Non-power-limited fire alarm cable (NPLFA)

NEC 760.176
The non-power-limited fire alarm cable types, per NEC 760.176. Rated 600 V, minimum 18 AWG copper.
TypeWhere usedFire testKey attribute
NPLFPDucts, plenums, and air-handling spacesNFPA 262 (Steiner tunnel)Plenum-rated, non-power-limited
NPLFRRisers / vertical runs floor-to-floorUL 1666 (riser)Riser-rated, non-power-limited
NPLFGeneral-purpose, same-floor wiringUL 1685 (vertical tray)Base non-power-limited rating

Reading the suffix

The letters build up: FPL is the base power-limited fire alarm cable; add R for riser (vertical, floor-to-floor) or P for plenum (air-handling spaces). Each step up passes a tougher fire test — general-purpose (UL 1685), riser (UL 1666), then plenum (NFPA 262) — and can be used anywhere a lower cable is allowed, which is the basis of the substitution hierarchy. The non-power-limited family mirrors it exactly: NPLF, NPLFR, NPLFP.

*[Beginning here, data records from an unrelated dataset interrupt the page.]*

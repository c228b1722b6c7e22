//! `wiegand` command-line entrypoint.
//!
//! - `wiegand formats` - list the keypad transmission formats
//! - `wiegand config` - show the configuration a reader would start with
//! - `wiegand simulate` - run a reader on the mock GPIO bank

mod cli;
mod simulate;

use anyhow::Result;
use clap::Parser;
use cli::{Cli, Commands};
use serde::Serialize;
use wiegand_core::TransmissionFormat;

#[derive(Debug, Serialize)]
struct FormatInfo {
    mode: u8,
    name: &'static str,
    wire_length: Option<u8>,
    supported: bool,
}

impl From<TransmissionFormat> for FormatInfo {
    fn from(format: TransmissionFormat) -> Self {
        Self {
            mode: format.mode(),
            name: format.vendor_name(),
            wire_length: format.wire_length(),
            supported: format.is_supported(),
        }
    }
}

fn print_formats(json: bool) -> Result<()> {
    let formats: Vec<FormatInfo> = TransmissionFormat::KEYPAD_FORMATS
        .into_iter()
        .chain([TransmissionFormat::Wiegand26])
        .map(FormatInfo::from)
        .collect();

    if json {
        println!("{}", serde_json::to_string_pretty(&formats)?);
        return Ok(());
    }
    for info in formats {
        let length = info
            .wire_length
            .map_or_else(|| "-".to_string(), |bits| format!("{bits} bits"));
        let note = if info.supported { "" } else { "  (not decodable)" };
        println!("{}  {:<10} {:>8}{note}", info.mode, info.name, length);
    }
    Ok(())
}

#[tokio::main]
async fn main() -> Result<()> {
    // Logs go to stderr so stdout stays clean for records and JSON
    tracing_subscriber::fmt()
        .with_writer(std::io::stderr)
        .with_env_filter(
            tracing_subscriber::EnvFilter::try_from_default_env()
                .unwrap_or_else(|_| tracing_subscriber::EnvFilter::new("info")),
        )
        .init();

    let cli = Cli::parse();

    match cli.command {
        Commands::Formats => print_formats(cli.json),
        Commands::Config => {
            let config = cli.reader.resolve()?;
            if cli.json {
                println!("{}", serde_json::to_string_pretty(&config)?);
            } else {
                println!("{config:#?}");
            }
            Ok(())
        }
        Commands::Simulate(args) => {
            let config = cli.reader.resolve()?;
            simulate::run(config, args, cli.json).await
        }
    }
}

The -CI suffix is separate — it marks circuit-integrity cable that survives two hours of fire, required where the system needs pathway survivability. Whether a circuit is power-limited or not comes down to its power supply, covered on the power-limited vs non-power-limited chart.

Common questions

What do FPL, FPLR, and FPLP mean?

They are the three power-limited fire alarm cable ratings, in ascending order. FPL is general-purpose (same-floor wiring). FPLR is riser-rated for vertical runs between floors (passes the UL 1666 riser test). FPLP is plenum-rated for ducts and air-handling spaces (passes the NFPA 262 test) and has the strictest low-smoke performance. The suffix tells you where the cable may legally go.

What is CI cable?

CI stands for circuit integrity — a cable (marked FPLP-CI, FPLR-CI, or FPL-CI) that keeps a survivable circuit operating during a fire. It passes the UL 2196 two-hour direct-flame test and is required where NFPA 72 calls for pathway survivability, such as circuits that must keep running while the building burns to complete an evacuation.

What is the difference between power-limited and non-power-limited fire alarm cable?

Power-limited (FPL family) cable is rated 300 V and used with a listed power-limited supply; non-power-limited (NPLF family) cable is rated 600 V with a minimum 18 AWG conductor and follows stricter separation rules similar to Class 1 wiring. Most modern systems are power-limited.